Suara ponsel Emma berdering, membuat orang bertanya-tanya siapakan orang yang menelpon perempuan itu.

Wajah Emma tampak gugup menerima panggilan telpon dari Elena-temannya sewaktu di panti asuhan. Ia menarik napas untuk mengatur suaranya kembali ke sediakala, serta memberi isyarat pada Laura agar menunggunya sebentar.

"Halo Elena...."

"Kenapa kau dari kemarin tidak menjawab panggilan telponku. Juga message dariku tidak kau balas. Aku khawatir sekali, firasatku mengatakan ada hal buruk menimpamu."

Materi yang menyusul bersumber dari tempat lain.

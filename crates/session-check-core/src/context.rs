// crates/session-check-core/src/context.rs
// ============================================================================
// Module: Validation Context
// Description: Read-only bag of caller parameters and cross-reference ids.
// Purpose: Thread validated-so-far identifiers into later validations.
// Dependencies: serde_json
// ============================================================================

//! ## Overview
//! A [`Context`] is passed by shared reference into every contract. Adding an
//! entry never mutates the caller's context: [`Context::with`] returns a new
//! snapshot that only the receiving subtree sees. Missing cross-reference
//! sets read as empty, so a reference into an absent section is reported as
//! invalid instead of being skipped.

// ============================================================================
// SECTION: Imports
// ============================================================================

use std::collections::BTreeMap;
use std::collections::BTreeSet;
use std::sync::Arc;

use serde_json::Value;

// ============================================================================
// SECTION: Keys
// ============================================================================

/// Name of a context entry.
#[derive(Debug, Clone, Copy, PartialEq, Eq, Hash, PartialOrd, Ord)]
pub struct ContextKey(&'static str);

impl ContextKey {
    /// Creates a context key.
    #[must_use]
    pub const fn new(name: &'static str) -> Self {
        Self(name)
    }

    /// Returns the key name.
    #[must_use]
    pub const fn as_str(self) -> &'static str {
        self.0
    }
}

/// Context keys understood by the engine itself.
pub mod keys {
    use super::ContextKey;

    /// Key of the mapping entry currently being validated by the dispatcher.
    pub const CURRENT_FIELD_ID: ContextKey = ContextKey::new("currentFieldId");
}

// ============================================================================
// SECTION: Values
// ============================================================================

/// One context entry.
#[derive(Debug, Clone, PartialEq)]
pub enum ContextValue {
    /// Single identifier or caller parameter.
    Text(String),
    /// Boolean caller parameter.
    Flag(bool),
    /// Flat id list.
    Ids(Vec<String>),
    /// Id lists keyed by owner id.
    IdMap(BTreeMap<String, Vec<String>>),
    /// Shared document fragment (e.g. a props mapping).
    Node(Arc<Value>),
}

// ============================================================================
// SECTION: Context
// ============================================================================

/// Snapshot of caller parameters and cross-reference sets.
///
/// # Invariants
/// - Immutable once built; derived snapshots share the ignore set.
#[derive(Debug, Clone, Default)]
pub struct Context {
    /// Field names skipped at every level of the document.
    ignore_keys: Arc<BTreeSet<String>>,
    /// Named entries.
    entries: BTreeMap<ContextKey, ContextValue>,
}

impl Context {
    /// Creates an empty context with no ignore keys.
    #[must_use]
    pub fn new() -> Self {
        Self::default()
    }

    /// Creates an empty context skipping the given field names.
    #[must_use]
    pub fn with_ignore_keys<I, S>(ignore_keys: I) -> Self
    where
        I: IntoIterator<Item = S>,
        S: Into<String>,
    {
        Self {
            ignore_keys: Arc::new(ignore_keys.into_iter().map(Into::into).collect()),
            entries: BTreeMap::new(),
        }
    }

    /// Returns the ignore set.
    #[must_use]
    pub fn ignore_keys(&self) -> &BTreeSet<String> {
        &self.ignore_keys
    }

    /// Returns true when `key` is skipped everywhere.
    #[must_use]
    pub fn is_ignored(&self, key: &str) -> bool {
        self.ignore_keys.contains(key)
    }

    /// Returns a new snapshot with `key` set to `value`.
    #[must_use]
    pub fn with(&self, key: ContextKey, value: ContextValue) -> Self {
        let mut next = self.clone();
        next.entries.insert(key, value);
        next
    }

    /// Returns a new snapshot with a text entry.
    #[must_use]
    pub fn with_text(&self, key: ContextKey, value: impl Into<String>) -> Self {
        self.with(key, ContextValue::Text(value.into()))
    }

    /// Returns a new snapshot with an id list entry.
    #[must_use]
    pub fn with_ids(&self, key: ContextKey, ids: Vec<String>) -> Self {
        self.with(key, ContextValue::Ids(ids))
    }

    /// Returns a new snapshot with a flag entry.
    #[must_use]
    pub fn with_flag(&self, key: ContextKey, value: bool) -> Self {
        self.with(key, ContextValue::Flag(value))
    }

    /// Returns a new snapshot with an id map entry.
    #[must_use]
    pub fn with_id_map(&self, key: ContextKey, map: BTreeMap<String, Vec<String>>) -> Self {
        self.with(key, ContextValue::IdMap(map))
    }

    /// Returns a new snapshot with a document fragment entry.
    #[must_use]
    pub fn with_node(&self, key: ContextKey, node: Value) -> Self {
        self.with(key, ContextValue::Node(Arc::new(node)))
    }

    /// Returns the raw entry for `key`.
    #[must_use]
    pub fn get(&self, key: ContextKey) -> Option<&ContextValue> {
        self.entries.get(&key)
    }

    /// Returns a text entry.
    #[must_use]
    pub fn text(&self, key: ContextKey) -> Option<&str> {
        match self.entries.get(&key) {
            Some(ContextValue::Text(value)) => Some(value),
            _ => None,
        }
    }

    /// Returns a flag entry, false when absent.
    #[must_use]
    pub fn flag(&self, key: ContextKey) -> bool {
        matches!(self.entries.get(&key), Some(ContextValue::Flag(true)))
    }

    /// Returns an id list, empty when absent.
    #[must_use]
    pub fn ids(&self, key: ContextKey) -> &[String] {
        match self.entries.get(&key) {
            Some(ContextValue::Ids(ids)) => ids,
            _ => &[],
        }
    }

    /// Returns an id map when present.
    #[must_use]
    pub fn id_map(&self, key: ContextKey) -> Option<&BTreeMap<String, Vec<String>>> {
        match self.entries.get(&key) {
            Some(ContextValue::IdMap(map)) => Some(map),
            _ => None,
        }
    }

    /// Returns the ids listed under `owner` in an id map, empty when absent.
    #[must_use]
    pub fn ids_for(&self, key: ContextKey, owner: &str) -> &[String] {
        self.id_map(key).and_then(|map| map.get(owner)).map_or(&[], Vec::as_slice)
    }

    /// Returns a document fragment entry.
    #[must_use]
    pub fn node(&self, key: ContextKey) -> Option<&Value> {
        match self.entries.get(&key) {
            Some(ContextValue::Node(node)) => Some(node),
            _ => None,
        }
    }

    /// Returns the key set by the custom-key dispatcher, if any.
    #[must_use]
    pub fn current_field_id(&self) -> Option<&str> {
        self.text(keys::CURRENT_FIELD_ID)
    }
}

"Iya, firasatmu benar. Hari ini aku mendapatkan beberapa jahitan di tubuhku karena kecelakaan kecil. Kau tidak perlu terlalu khawatir, aku tidak akan mati sebelum kembali." Emma tidak akan menceritakan apartemennya ludes terbakar. Elena sungguh akan menyeretnya kembali ke Brasil.

"Ya Tuhan..." Emma memejamkan mata mendengar Elena menangis.

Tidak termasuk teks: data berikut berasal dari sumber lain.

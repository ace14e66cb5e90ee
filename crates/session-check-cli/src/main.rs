// crates/session-check-cli/src/main.rs
// ============================================================================
// Module: Session Check CLI Entry Point
// Description: Command dispatcher for session document validation.
// Purpose: Validate session JSON files and list the registered contracts.
// Dependencies: clap, serde_json, session-check-api, session-check-config, thiserror.
// ============================================================================

//! ## Overview
//! `session-check validate` reads one session document, runs the full
//! validation pass, prints the diagnostics, and records one audit event when
//! auditing is enabled. The exit code is `0` when the document passes, `2`
//! when it is rejected, and `1` when the input or configuration cannot be
//! used. All user-facing strings are routed through the message catalog.

// ============================================================================
// SECTION: Modules
// ============================================================================

#[cfg(test)]
mod main_tests;

// ============================================================================
// SECTION: Imports
// ============================================================================

use std::fs::File;
use std::io::Read;
use std::io::Write;
use std::path::Path;
use std::path::PathBuf;
use std::process::ExitCode;

use clap::ArgAction;
use clap::Args;
use clap::CommandFactory;
use clap::Parser;
use clap::Subcommand;
use clap::ValueEnum;
use serde_json::Value;
use session_check_api::SessionValidator;
use session_check_api::registry;
use session_check_cli::report;
use session_check_cli::report::Outcome;
use session_check_cli::t;
use session_check_config::OutputFormat;
use session_check_config::SessionCheckConfig;
use session_check_core::FileAuditSink;
use session_check_core::StderrAuditSink;
use session_check_core::ValidationAuditSink;
use thiserror::Error;

// ============================================================================
// SECTION: Limits
// ============================================================================

/// Exit code for a document rejected by validation.
const EXIT_REJECTED: u8 = 2;

// ============================================================================
// SECTION: CLI Types
// ============================================================================

/// Top-level CLI definition.
#[derive(Parser, Debug)]
#[command(name = "session-check", disable_help_subcommand = true, disable_version_flag = true)]
struct Cli {
    /// Print version information and exit.
    #[arg(long = "version", action = ArgAction::SetTrue, global = true)]
    show_version: bool,
    /// Selected subcommand to execute.
    #[command(subcommand)]
    command: Option<Commands>,
}

/// Supported CLI subcommands.
#[derive(Subcommand, Debug)]
enum Commands {
    /// Validate a session document.
    Validate(ValidateCommand),
    /// List every registered API path and its contract.
    Contracts,
}

/// Arguments for `validate`.
#[derive(Args, Debug)]
struct ValidateCommand {
    /// Session document (JSON).
    #[arg(value_name = "INPUT")]
    input: PathBuf,
    /// Config file (overrides `SESSION_CHECK_CONFIG`).
    #[arg(long, value_name = "PATH")]
    config: Option<PathBuf>,
    /// Field name to skip at every level; repeatable.
    #[arg(long = "ignore-key", value_name = "KEY")]
    ignore_keys: Vec<String>,
    /// Report format (overrides `output.format`).
    #[arg(long, value_enum, value_name = "FORMAT")]
    format: Option<FormatArg>,
}

/// Report formats accepted on the command line.
#[derive(ValueEnum, Clone, Copy, Debug, PartialEq, Eq)]
enum FormatArg {
    /// Human-readable lines.
    Text,
    /// Serialized diagnostic list.
    Json,
}

impl From<FormatArg> for OutputFormat {
    fn from(value: FormatArg) -> Self {
        match value {
            FormatArg::Text => Self::Text,
            FormatArg::Json => Self::Json,
        }
    }
}

// ============================================================================
// SECTION: Errors
// ============================================================================

/// CLI error wrapper for catalog messages.
#[derive(Debug, Error)]
#[error("{message}")]
struct CliError {
    /// Human-readable error message.
    message: String,
}

impl CliError {
    /// Constructs a new [`CliError`] from a catalog message.
    const fn new(message: String) -> Self {
        Self {
            message,
        }
    }
}

/// CLI result alias for fallible operations.
type CliResult<T> = Result<T, CliError>;

// ============================================================================
// SECTION: Entry Point
// ============================================================================

/// CLI entry point returning an exit code.
fn main() -> ExitCode {
    match run() {
        Ok(code) => code,
        Err(err) => emit_error(&err.to_string()),
    }
}

/// Executes the CLI command dispatcher.
fn run() -> CliResult<ExitCode> {
    let cli = Cli::parse();

    if cli.show_version {
        let version = env!("CARGO_PKG_VERSION");
        write_stdout_line(&t!("main.version", version = version))?;
        return Ok(ExitCode::SUCCESS);
    }

    let Some(command) = cli.command else {
        show_help()?;
        return Ok(ExitCode::SUCCESS);
    };

    match command {
        Commands::Validate(command) => command_validate(command),
        Commands::Contracts => command_contracts(),
    }
}

/// Prints the top-level help text.
fn show_help() -> CliResult<()> {
    let mut command = Cli::command();
    command.print_help().map_err(|err| CliError::new(output_error("stdout", &err)))?;
    write_stdout_line("")
}

// ============================================================================
// SECTION: Commands
// ============================================================================

/// Validates one session document.
fn command_validate(command: ValidateCommand) -> CliResult<ExitCode> {
    let config = SessionCheckConfig::load(command.config.as_deref())
        .map_err(|err| CliError::new(t!("config.load_failed", error = err)))?;
    let session = read_session(&command.input, config.validation.max_input_bytes)?;

    let mut ignore_keys = config.validation.ignore_keys.clone();
    ignore_keys.extend(command.ignore_keys);

    let validator = if config.audit.enabled {
        let sink = audit_sink(config.audit.path.as_deref())?;
        SessionValidator::with_audit(&session, ignore_keys, sink.as_ref())
    } else {
        SessionValidator::new(&session, ignore_keys)
    };
    let log = validator.log();

    let format = command.format.map_or(config.output.format, OutputFormat::from);
    match format {
        OutputFormat::Text => {
            for line in report::render_text(log) {
                write_stdout_line(&line)?;
            }
        }
        OutputFormat::Json => {
            let rendered = report::render_json(log)
                .map_err(|err| CliError::new(t!("report.encode_failed", error = err)))?;
            write_stdout_line(&rendered)?;
        }
    }

    Ok(match report::outcome(log, config.validation.fail_on_warnings) {
        Outcome::Passed => ExitCode::SUCCESS,
        Outcome::Failed => ExitCode::from(EXIT_REJECTED),
    })
}

/// Lists the contract registry in path order.
fn command_contracts() -> CliResult<ExitCode> {
    for (path, contract) in registry().iter() {
        write_stdout_line(&t!("contracts.entry", path = path, name = contract.name()))?;
    }
    Ok(ExitCode::SUCCESS)
}

// ============================================================================
// SECTION: Inputs
// ============================================================================

/// Errors returned by bounded file reads.
#[derive(Debug)]
enum ReadLimitError {
    /// File I/O failure.
    Io(std::io::Error),
    /// File size exceeds the configured limit.
    TooLarge {
        /// Actual size in bytes.
        size: u64,
        /// Allowed limit in bytes.
        limit: usize,
    },
}

/// Reads a file from disk while enforcing a hard size limit.
fn read_bytes_with_limit(path: &Path, max_bytes: usize) -> Result<Vec<u8>, ReadLimitError> {
    let file = File::open(path).map_err(ReadLimitError::Io)?;
    let metadata = file.metadata().map_err(ReadLimitError::Io)?;
    let size = metadata.len();
    let limit = u64::try_from(max_bytes).map_err(|_| ReadLimitError::TooLarge {
        size,
        limit: max_bytes,
    })?;
    if size > limit {
        return Err(ReadLimitError::TooLarge {
            size,
            limit: max_bytes,
        });
    }

    let mut limited = file.take(limit.saturating_add(1));
    let mut bytes = Vec::new();
    limited.read_to_end(&mut bytes).map_err(ReadLimitError::Io)?;
    if bytes.len() > max_bytes {
        let actual = u64::try_from(bytes.len()).unwrap_or(u64::MAX);
        return Err(ReadLimitError::TooLarge {
            size: actual,
            limit: max_bytes,
        });
    }
    Ok(bytes)
}

/// Reads and parses the session document.
fn read_session(path: &Path, max_bytes: usize) -> CliResult<Value> {
    let kind = t!("input.kind.session");
    let bytes = read_bytes_with_limit(path, max_bytes).map_err(|err| match err {
        ReadLimitError::Io(err) => CliError::new(t!(
            "input.read_failed",
            kind = kind,
            path = path.display(),
            error = err
        )),
        ReadLimitError::TooLarge {
            size,
            limit,
        } => CliError::new(t!(
            "input.read_too_large",
            kind = kind,
            path = path.display(),
            size = size,
            limit = limit
        )),
    })?;
    serde_json::from_slice(&bytes).map_err(|err| {
        CliError::new(t!("input.parse_failed", kind = kind, path = path.display(), error = err))
    })
}

/// Opens the configured audit sink: a file when a path is set, else stderr.
fn audit_sink(path: Option<&Path>) -> CliResult<Box<dyn ValidationAuditSink>> {
    let Some(path) = path else {
        return Ok(Box::new(StderrAuditSink));
    };
    let sink = FileAuditSink::new(path).map_err(|err| {
        CliError::new(t!("audit.open_failed", path = path.display(), error = err))
    })?;
    Ok(Box::new(sink))
}

// ============================================================================
// SECTION: Output
// ============================================================================

/// Writes a line to stdout.
fn write_stdout_line(message: &str) -> CliResult<()> {
    let mut stdout = std::io::stdout();
    writeln!(&mut stdout, "{message}").map_err(|err| CliError::new(output_error("stdout", &err)))
}

/// Writes a line to stderr.
fn write_stderr_line(message: &str) -> std::io::Result<()> {
    let mut stderr = std::io::stderr();
    writeln!(&mut stderr, "{message}")
}

/// Formats an output error message.
fn output_error(stream: &str, error: &std::io::Error) -> String {
    let stream_label = match stream {
        "stdout" => t!("output.stream.stdout"),
        "stderr" => t!("output.stream.stderr"),
        _ => t!("output.stream.unknown"),
    };
    t!("output.write_failed", stream = stream_label, error = error)
}

/// Emits an error message to stderr and returns a failure exit code.
fn emit_error(message: &str) -> ExitCode {
    let _ = write_stderr_line(message);
    ExitCode::FAILURE
}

"Kau harus hati-hati sayang. Bagaimana kau bisa terluka sebegitu parahnya? Kau makan dengan baik?"

"Iya. Aku makan dengan baik." Tapi Elena, kenapa akhir-akhir ini sering sekali makanan yang kumakan terasa hambar dan tubuhku terkadang mati rasa?

"Sudah dulu ya. Aku harus pergi bekerja." Lanjut Emma kemudian memutuskan panggilan sepihak.

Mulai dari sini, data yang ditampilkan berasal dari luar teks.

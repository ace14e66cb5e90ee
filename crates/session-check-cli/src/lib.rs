// crates/session-check-cli/src/lib.rs
// ============================================================================
// Module: Session Check CLI Library
// Description: Shared helpers for the Session Check command-line interface.
// Purpose: Provide the message catalog and report rendering for the binary and tests.
// Dependencies: serde_json, session-check-core
// ============================================================================

//! ## Overview
//! This library houses the CLI message catalog and the renderers that turn a
//! [`session_check_core::ValidationLog`] into terminal or JSON output. The
//! binary entry point (`src/main.rs`) imports these helpers so every
//! user-facing string has one home.

// ============================================================================
// SECTION: Modules
// ============================================================================

/// Message catalog and the [`t!`] macro.
pub mod messages;
/// Report rendering and exit status.
pub mod report;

Laura membantu Emma beranjak dari duduknya setelah semua telah siap berangkat. Sebuah syal tebal dililitkan oleh Laura ke leher Emma, serta sarung tangan berbahan lembut nan tebal untuk menahan hawa dingin mengogoti tubuh dipasangkan ke kedua tangan sahabatnya itu. Beberapa pengawal sudah menunggu di lantai satu untuk mengantar Emma dan Laura menuju stasiun Mentro.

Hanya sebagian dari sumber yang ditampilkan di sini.